Delete stream from video file ffmpeg

Question

How can I delete the last stream from this video file?

$ ffmpeg -i video.mp4
...
    Stream #0:0(und): Video: h264 (High 4:2:2) (avc1 / 0x31637661), yuv422p10le, 480x270 [SAR 1:1 DAR 16:9], 172 kb/s, 25 fps, 25 tbr, 12800 tbn, 50 tbc (default)
    Metadata:
      handler_name    : SoundHandler
      timecode        : 00:00:00:00
    Stream #0:1(eng): Audio: aac (LC) (mp4a / 0x6134706D), 48000 Hz, stereo, fltp, 119 kb/s (default)
    Metadata:
      handler_name    : SoundHandler
    Stream #0:2(eng): Data: none (tmcd / 0x64636D74)
    Metadata:
      handler_name    : SoundHandler
      timecode        : 00:00:00:00
At least one output file must be specified

I want to delete the stream called Stream #0:2.

I tried

ffmpeg -i video.mp4 -map 0 -map -0:2 out.mp4

But that still has three streams.

I've also tried

ffmpeg -i video.mp4 -map 0 -map -0:d:0 out.mp4

and -map -0:d according to my interpretation of this answer, but the ffmpeg -i results still show that there are three tracks in the output.

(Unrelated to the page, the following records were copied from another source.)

//! 真实投递的集成测试。默认全部 `#[ignore]`：
//! 需要的凭据从 `.env` / 环境变量读取，手动开启运行。

use kanshi_core::notify::port::Notifier;
use kanshi_notify::email::EmailNotifier;
use kanshi_notify::telegram::TelegramNotifier;
use std::env;

const SUBJECT: &str = "BTC price alert";
const CONTENT: &str = "The price of BTC (500000 USD) breached the upper threshold of 80000.";

/// reqwest 以 rustls-no-provider 编译，构建客户端前装好 CryptoProvider
fn install_tls_provider() {
    rustls::crypto::ring::default_provider().install_default().ok();
}

/// 走真实 Telegram Bot API 投递一条测试告警。
/// 需要 `KANSHI_TG_BOT_TOKEN` 与 `KANSHI_TG_CHAT_ID`。
#[tokio::test]
#[ignore]
async fn telegram_delivery_roundtrip() {
    install_tls_provider();
    let _ = dotenvy::dotenv();
    let bot_token = env::var("KANSHI_TG_BOT_TOKEN").expect("KANSHI_TG_BOT_TOKEN must be set");
    let chat_id = env::var("KANSHI_TG_CHAT_ID").expect("KANSHI_TG_CHAT_ID must be set");

    let notifier = TelegramNotifier::new(bot_token);
    let result = notifier.notify(&chat_id, SUBJECT, CONTENT).await;

    assert!(result.is_ok(), "telegram delivery failed: {result:?}");
}

/// 走真实 SMTP 中继投递一条测试告警邮件。
/// 需要 `KANSHI_EMAIL_HOST/USER/PASS/FROM/TO`。
#[tokio::test]
#[ignore]
async fn email_delivery_roundtrip() {
    install_tls_provider();
    let _ = dotenvy::dotenv();
    let host = env::var("KANSHI_EMAIL_HOST").expect("KANSHI_EMAIL_HOST must be set");
    let user = env::var("KANSHI_EMAIL_USER").expect("KANSHI_EMAIL_USER must be set");
    let pass = env::var("KANSHI_EMAIL_PASS").expect("KANSHI_EMAIL_PASS must be set");
    let from = env::var("KANSHI_EMAIL_FROM").expect("KANSHI_EMAIL_FROM must be set");
    let to = env::var("KANSHI_EMAIL_TO").expect("KANSHI_EMAIL_TO must be set");

    let notifier = EmailNotifier::new(&host, &user, &pass, &from).expect("bad SMTP config");
    let result = notifier.notify(&to, SUBJECT, CONTENT).await;

    assert!(result.is_ok(), "email delivery failed: {result:?}");
}
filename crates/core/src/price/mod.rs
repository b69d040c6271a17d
pub mod entity;
pub mod error;
pub mod port;
use super::entity::{ThresholdConfig, ThresholdUpdate};
use crate::store::error::StoreError;
use async_trait::async_trait;

/// # Summary
/// 阈值配置存储接口。显式的读/写 API，取代环境变量式的进程级全局可变状态。
///
/// # Invariants
/// - 读方看到最近一次已提交的写入；不保证跨字段原子性。
/// - 配置必须持久化，进程重启后仍然生效。
/// - 假定同一时刻只有一个写方（管理端），不定义并发更新语义。
#[async_trait]
pub trait ThresholdStore: Send + Sync {
    /// # Summary
    /// 读取当前阈值配置。
    ///
    /// # Returns
    /// 从未写入过时返回 `ThresholdConfig::default()`（全开区间）。
    async fn get(&self) -> Result<ThresholdConfig, StoreError>;

    /// # Summary
    /// 部分更新阈值配置，为 None 的字段保留原值。
    ///
    /// # Arguments
    /// * `update`: 部分更新请求。
    ///
    /// # Returns
    /// 合并后的完整配置或 `StoreError`。
    async fn update(&self, update: &ThresholdUpdate) -> Result<ThresholdConfig, StoreError>;
}
use thiserror::Error;

/// # Summary
/// 持久层错误枚举，覆盖数据库打开、读写与行解码失败。
/// 样本存储与阈值存储共用本枚举，错误信息携带定位用的上下文。
///
/// # Invariants
/// - 必须通过 `thiserror` 派生 `Error` trait。
#[derive(Error, Debug)]
pub enum StoreError {
    /// 打开或初始化数据库失败（目录创建、连接、DDL）
    #[error("Store init failed: {0}")]
    InitError(String),
    /// SQL 执行或行解码失败
    #[error("Store query failed: {0}")]
    Database(String),
    /// 请求的记录不存在
    #[error("Record not found")]
    NotFound,
    /// 未分类的存储错误
    #[error("Store error: {0}")]
    Unknown(String),
}
use super::entity::{NewPriceSample, PricePage, PriceSample};
use super::error::FeedError;
use crate::common::DateWindow;
use crate::store::error::StoreError;
use async_trait::async_trait;
use rust_decimal::Decimal;

/// # Summary
/// 价格样本存储接口，追加型写入与窗口化分页读取。
///
/// # Invariants
/// - 实现必须支持并发读与单写并存，读方看到调用时刻的一致快照即可。
/// - `append` 分配的 `id` 单调递增。
#[async_trait]
pub trait PriceStore: Send + Sync {
    /// # Summary
    /// 追加一条价格样本。
    ///
    /// # Logic
    /// 1. `timestamp` 缺省时以插入时刻补齐。
    /// 2. 插入 `prices` 表并取回分配的主键。
    ///
    /// # Arguments
    /// * `sample`: 待插入的样本。
    ///
    /// # Returns
    /// 落库后的完整样本（含 `id` 与补齐的时间戳）或 `StoreError`。
    async fn append(&self, sample: &NewPriceSample) -> Result<PriceSample, StoreError>;

    /// # Summary
    /// 按币种与单日窗口分页读取样本。
    ///
    /// # Logic
    /// 1. 过滤 `coin == ?` 且 `timestamp` 落于 `[window.start, window.end)`。
    /// 2. `count` 统计过滤后的总行数，与分页无关。
    /// 3. 按 `id` 升序跳过 `offset` 行后取 `limit` 行。
    ///
    /// # Arguments
    /// * `coin`: 精确匹配的币种代码。
    /// * `window`: 单日半开窗口。
    /// * `offset`: 跳过的行数。
    /// * `limit`: 页大小（不设上限）。
    ///
    /// # Returns
    /// `PricePage` 或 `StoreError`。从未采样过的币种返回空页，不视为错误。
    async fn query_window(
        &self,
        coin: &str,
        window: &DateWindow,
        offset: i64,
        limit: i64,
    ) -> Result<PricePage, StoreError>;
}

/// # Summary
/// 行情数据源接口，抓取某币种的当前市场价格。
///
/// # Invariants
/// - 实现必须是 `Send` 和 `Sync` 以支持并发调用。
/// - 实现必须对外部调用施加有界超时，抓取失败以 `FeedError` 报告。
#[async_trait]
pub trait PriceFeed: Send + Sync {
    /// # Summary
    /// 抓取币种的当前价格 (USD)。
    ///
    /// # Arguments
    /// * `coin`: 币种代码 (例如: BTC)。
    ///
    /// # Returns
    /// 当前价格或 `FeedError`。
    async fn current_price(&self, coin: &str) -> Result<Decimal, FeedError>;
}
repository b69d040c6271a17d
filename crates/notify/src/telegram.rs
use async_trait::async_trait;
use kanshi_core::notify::error::NotifyError;
use kanshi_core::notify::port::Notifier;
use serde::Serialize;

/// # Summary
/// Delivers alerts through the Telegram Bot API (`sendMessage`).
///
/// # Invariants
/// - The bot token is fixed at construction; the chat id is taken from
///   the threshold configuration and passed per call.
/// - The target chat must have interacted with the bot at least once,
///   otherwise the API rejects the delivery.
pub struct TelegramNotifier {
    /// Bot API token.
    bot_token: String,
    /// Reused HTTP client.
    client: reqwest::Client,
}

/// Request body for the `sendMessage` endpoint.
#[derive(Serialize)]
struct SendMessageBody<'a> {
    chat_id: &'a str,
    text: String,
    parse_mode: &'static str,
}

impl TelegramNotifier {
    /// # Summary
    /// Creates a notifier for the given bot token.
    pub fn new(bot_token: String) -> Self {
        Self {
            bot_token,
            client: reqwest::Client::new(),
        }
    }

    fn send_message_url(&self) -> String {
        format!("https://api.telegram.org/bot{}/sendMessage", self.bot_token)
    }
}

#[async_trait]
impl Notifier for TelegramNotifier {
    /// # Summary
    /// Posts one alert message to the chat named by `to`.
    ///
    /// # Logic
    /// 1. Renders the subject in bold Markdown, content on the next line.
    /// 2. POSTs to `sendMessage`; a non-success status is a platform
    ///    error carrying the API's response body.
    ///
    /// # Arguments
    /// * `to` - Target chat id.
    /// * `subject` - Alert subject, rendered bold.
    /// * `content` - Alert body.
    async fn notify(&self, to: &str, subject: &str, content: &str) -> Result<(), NotifyError> {
        let body = SendMessageBody {
            chat_id: to,
            text: format!("*{subject}*\n{content}"),
            parse_mode: "Markdown",
        };

        let response = self
            .client
            .post(self.send_message_url())
            .json(&body)
            .send()
            .await
            .map_err(|e| NotifyError::Network(e.to_string()))?;

        if !response.status().is_success() {
            let detail = response.text().await.unwrap_or_default();
            return Err(NotifyError::Platform(format!("Telegram API: {detail}")));
        }

        Ok(())
    }
}
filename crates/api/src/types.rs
//! # DTO (Data Transfer Object) 层
//!
//! 将内部领域模型转化为面向前端 JSON 输出的轻量结构体。
//! 所有 DTO 必须派生 `utoipa::ToSchema` 以自动进入 Swagger 文档。

use kanshi_core::common::DISPLAY_TIMESTAMP_FORMAT;
use kanshi_core::price::entity::PriceSample;
use kanshi_core::threshold::entity::ThresholdConfig;
use rust_decimal::prelude::ToPrimitive;
use serde::{Deserialize, Serialize};
use utoipa::ToSchema;

// ============================================================
//  价格查询 DTO
// ============================================================

/// 单条样本的展示记录
#[derive(Debug, Clone, Serialize, Deserialize, ToSchema)]
pub struct PriceRecord {
    /// 采样时间，`DD-MM-YYYY HH:MM:SS` 格式
    #[schema(example = "01-01-2024 10:30:00")]
    pub timestamp: String,
    /// 整数截断后的价格 (USD)
    #[schema(example = 64250_i64)]
    pub price: i64,
    /// 币种代码
    #[schema(example = "BTC")]
    pub coin: String,
}

impl From<&PriceSample> for PriceRecord {
    fn from(sample: &PriceSample) -> Self {
        Self {
            timestamp: sample.timestamp.format(DISPLAY_TIMESTAMP_FORMAT).to_string(),
            // 展示值按整数截断；超出 i64 的极端价格饱和处理
            price: sample.price.trunc().to_i64().unwrap_or(i64::MAX),
            coin: sample.coin.clone(),
        }
    }
}

/// 分页价格查询响应
#[derive(Debug, Clone, Serialize, Deserialize, ToSchema)]
pub struct PagedPricesResponse {
    /// 本次查询的规范化 URL（date/offset/limit 显式回显）
    #[schema(example = "/api/v1/prices/BTC?date=01-01-2024&offset=0&limit=100")]
    pub url: String,
    /// 下一页 URL；没有下一页时为哨兵值 "N/A"
    #[schema(example = "/api/v1/prices/BTC?date=01-01-2024&offset=100&limit=100")]
    pub next: String,
    /// 窗口内匹配的真实总数，与分页无关
    #[schema(example = 150_i64)]
    pub count: i64,
    /// 当前页样本
    pub data: Vec<PriceRecord>,
}

/// 没有下一页时 `next` 字段的哨兵值
pub const NO_NEXT_PAGE: &str = "N/A";

// ============================================================
//  阈值配置 DTO
// ============================================================

/// 阈值配置响应
#[derive(Debug, Clone, Serialize, Deserialize, ToSchema)]
pub struct ThresholdResponse {
    /// 区间下界
    #[schema(example = "20000")]
    pub min: String,
    /// 区间上界
    #[schema(example = "80000")]
    pub max: String,
    /// 告警投递地址
    #[schema(example = "ops@example.com")]
    pub alert_destination: Option<String>,
}

impl From<&ThresholdConfig> for ThresholdResponse {
    fn from(config: &ThresholdConfig) -> Self {
        Self {
            min: config.min.to_string(),
            max: config.max.to_string(),
            alert_destination: config.alert_destination.clone(),
        }
    }
}

/// 阈值配置部分更新请求，缺省字段保留原值。
/// 数值以字符串传输，服务端解析失败返回 400。
#[derive(Debug, Clone, Serialize, Deserialize, ToSchema)]
pub struct UpdateThresholdsRequest {
    /// 新的区间下界
    #[schema(example = "20000")]
    pub min: Option<String>,
    /// 新的区间上界
    #[schema(example = "80000")]
    pub max: Option<String>,
    /// 新的告警投递地址
    #[schema(example = "ops@example.com")]
    pub alert_destination: Option<String>,
}

// ============================================================
//  错误响应 DTO
// ============================================================

/// 统一错误响应体
#[derive(Debug, Clone, Serialize, Deserialize, ToSchema)]
pub struct ApiErrorResponse {
    /// 错误描述
    pub error: String,
}

impl ApiErrorResponse {
    pub fn from_msg(msg: impl Into<String>) -> Self {
        Self { error: msg.into() }
    }
}
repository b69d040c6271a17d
pub mod prices;
pub mod thresholds;
use thiserror::Error;

/// # Summary
/// 告警投递错误枚举。对采样周期而言投递失败永远是非致命的：
/// 调用方记录日志后周期继续，样本写入不受影响。
///
/// # Invariants
/// - 必须通过 `thiserror` 派生 `Error` trait。
#[derive(Error, Debug)]
pub enum NotifyError {
    /// 传输层失败 (连接、超时、SMTP 会话中断)
    #[error("Delivery transport error: {0}")]
    Network(String),
    /// 凭据或地址配置非法 (坏的 SMTP 主机、不可解析的收件地址)
    #[error("Delivery config error: {0}")]
    Config(String),
    /// 投递平台拒绝 (SMTP 拒信、Telegram API 非 2xx)
    #[error("Delivery rejected: {0}")]
    Platform(String),
}
use serde::{Deserialize, Serialize};

/// 全局应用配置
#[derive(Debug, Clone, Serialize, Deserialize)]
#[serde(default)]
pub struct AppConfig {
    pub server: ServerConfig,
    pub database: DatabaseConfig,
    pub sampler: SamplerConfig,
    pub notify: NotifyConfig,
}

#[derive(Debug, Clone, Serialize, Deserialize)]
#[serde(default)]
pub struct ServerConfig {
    pub host: String,
    pub port: u16,
}

#[derive(Debug, Clone, Serialize, Deserialize)]
#[serde(default)]
pub struct DatabaseConfig {
    pub data_dir: String,
}

/// 采样器配置：跟踪的币种、采样周期与行情源地址
#[derive(Debug, Clone, Serialize, Deserialize)]
#[serde(default)]
pub struct SamplerConfig {
    pub coin: String,
    pub interval_secs: u64,
    pub feed_base_url: String,
}

/// 通知传输配置，`transport` 决定告警走 Email 还是 Telegram
#[derive(Debug, Clone, Serialize, Deserialize)]
#[serde(default)]
pub struct NotifyConfig {
    pub transport: NotifyTransport,
    pub smtp_host: String,
    pub smtp_user: String,
    pub smtp_pass: String,
    pub sender: String,
    pub telegram_bot_token: String,
}

#[derive(Debug, Clone, Copy, PartialEq, Eq, Serialize, Deserialize)]
#[serde(rename_all = "lowercase")]
pub enum NotifyTransport {
    Email,
    Telegram,
}

impl Default for AppConfig {
    fn default() -> Self {
        Self {
            server: ServerConfig::default(),
            database: DatabaseConfig::default(),
            sampler: SamplerConfig::default(),
            notify: NotifyConfig::default(),
        }
    }
}

impl Default for ServerConfig {
    fn default() -> Self {
        Self {
            host: "0.0.0.0".to_string(),
            port: 8080,
        }
    }
}

impl Default for DatabaseConfig {
    fn default() -> Self {
        Self {
            data_dir: "data".to_string(),
        }
    }
}

impl Default for SamplerConfig {
    fn default() -> Self {
        Self {
            coin: "BTC".to_string(),
            interval_secs: 30,
            feed_base_url: "https://api.coingecko.com".to_string(),
        }
    }
}

impl Default for NotifyConfig {
    fn default() -> Self {
        Self {
            transport: NotifyTransport::Email,
            smtp_host: String::new(),
            smtp_user: String::new(),
            smtp_pass: String::new(),
            sender: String::new(),
            telegram_bot_token: String::new(),
        }
    }
}
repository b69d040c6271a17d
pub mod entity;
pub mod port;
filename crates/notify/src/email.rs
use async_trait::async_trait;
use kanshi_core::notify::error::NotifyError;
use kanshi_core::notify::port::Notifier;
use lettre::message::{Message, header::ContentType};
use lettre::transport::smtp::authentication::Credentials;
use lettre::{AsyncSmtpTransport, AsyncTransport, Tokio1Executor};

/// # Summary
/// Delivers alerts as plain-text email over authenticated SMTP.
///
/// # Invariants
/// - One transport per notifier, reused for every delivery.
/// - Only the sender address is fixed at construction; the recipient
///   comes from the threshold configuration and is passed per call.
pub struct EmailNotifier {
    /// Shared async SMTP transport (STARTTLS relay).
    mailer: AsyncSmtpTransport<Tokio1Executor>,
    /// Fixed sender address, parsed lazily on each send.
    from: String,
}

impl EmailNotifier {
    /// # Summary
    /// Builds a notifier against an SMTP relay with username/password auth.
    ///
    /// # Arguments
    /// * `host` - SMTP relay host, e.g. "smtp.gmail.com".
    /// * `user` - SMTP account name.
    /// * `pass` - SMTP password or app password.
    /// * `from` - Sender address placed in the From header.
    ///
    /// # Returns
    /// * `Err(NotifyError::Config)` when the relay host is not usable as
    ///   an SMTP endpoint; otherwise a ready notifier.
    pub fn new(host: &str, user: &str, pass: &str, from: &str) -> Result<Self, NotifyError> {
        let transport = AsyncSmtpTransport::<Tokio1Executor>::relay(host)
            .map_err(|e| NotifyError::Config(format!("SMTP relay '{host}' rejected: {e}")))?
            .credentials(Credentials::new(user.to_string(), pass.to_string()))
            .build();

        Ok(Self {
            mailer: transport,
            from: from.to_string(),
        })
    }

    /// Assembles the outgoing message; address parse failures are
    /// configuration errors, body failures are platform errors.
    fn build_message(
        &self,
        to: &str,
        subject: &str,
        content: &str,
    ) -> Result<Message, NotifyError> {
        let from = self
            .from
            .parse()
            .map_err(|e| NotifyError::Config(format!("Bad sender address '{}': {e}", self.from)))?;
        let to = to
            .parse()
            .map_err(|e| NotifyError::Config(format!("Bad recipient address '{to}': {e}")))?;

        Message::builder()
            .from(from)
            .to(to)
            .subject(subject)
            .header(ContentType::TEXT_PLAIN)
            .body(content.to_string())
            .map_err(|e| NotifyError::Platform(format!("Message build failed: {e}")))
    }
}

#[async_trait]
impl Notifier for EmailNotifier {
    /// # Summary
    /// Sends one alert email to `to`.
    ///
    /// # Arguments
    /// * `to` - Recipient address from the threshold configuration.
    /// * `subject` - Alert subject line.
    /// * `content` - Alert body, plain text.
    ///
    /// # Returns
    /// * `Err(NotifyError::Network)` on SMTP transport failure.
    async fn notify(&self, to: &str, subject: &str, content: &str) -> Result<(), NotifyError> {
        let email = self.build_message(to, subject, content)?;

        self.mailer
            .send(email)
            .await
            .map_err(|e| NotifyError::Network(format!("SMTP send failed: {e}")))?;

        Ok(())
    }
}
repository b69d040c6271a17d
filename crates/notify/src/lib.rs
//! # `kanshi-notify` - 告警投递层
//!
//! `kanshi-core` 中 `Notifier` 端口的两种传输实现：SMTP 邮件与 Telegram Bot。
//! 投递目的地按次传入（来自阈值配置的 `alert_destination`），传输凭据在构造时注入。

pub mod email;
pub mod telegram;
//! # `kanshi-store` - SQLite 持久化层
//!
//! `kanshi-core` 存储端口的 SQLite (sqlx) 实现：
//! - [`price::SqlitePriceStore`] 追加型价格样本表与窗口化分页查询
//! - [`threshold::SqliteThresholdStore`] 键值式阈值配置，跨重启持久
//!
//! 数据目录在构造时显式传入，不依赖任何进程级全局状态。

pub mod price;
pub mod threshold;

I have also tried these two

ffmpeg -i in.mp4 -c:v copy -c:a copy -map_chapters -1 out.mp4
ffmpeg -i in.mp4 -c copy -dn -map_metadata:c -1 out.mp4

from this question but neither work. There are still three streams and they look identical to ffmpeg -i in.mp4

Answer 1

I found a way that worked at last: https://superuser.com/a/685911/325613

ffmpeg -i 01300.mov -filter_complex "[0:v]null[video_out];[0:a]anull[audio_out]" -map [video_out] -map [audio_out] out.mov

In zsh I had to escape these: -map \[video_out\] -map \[audio_out\].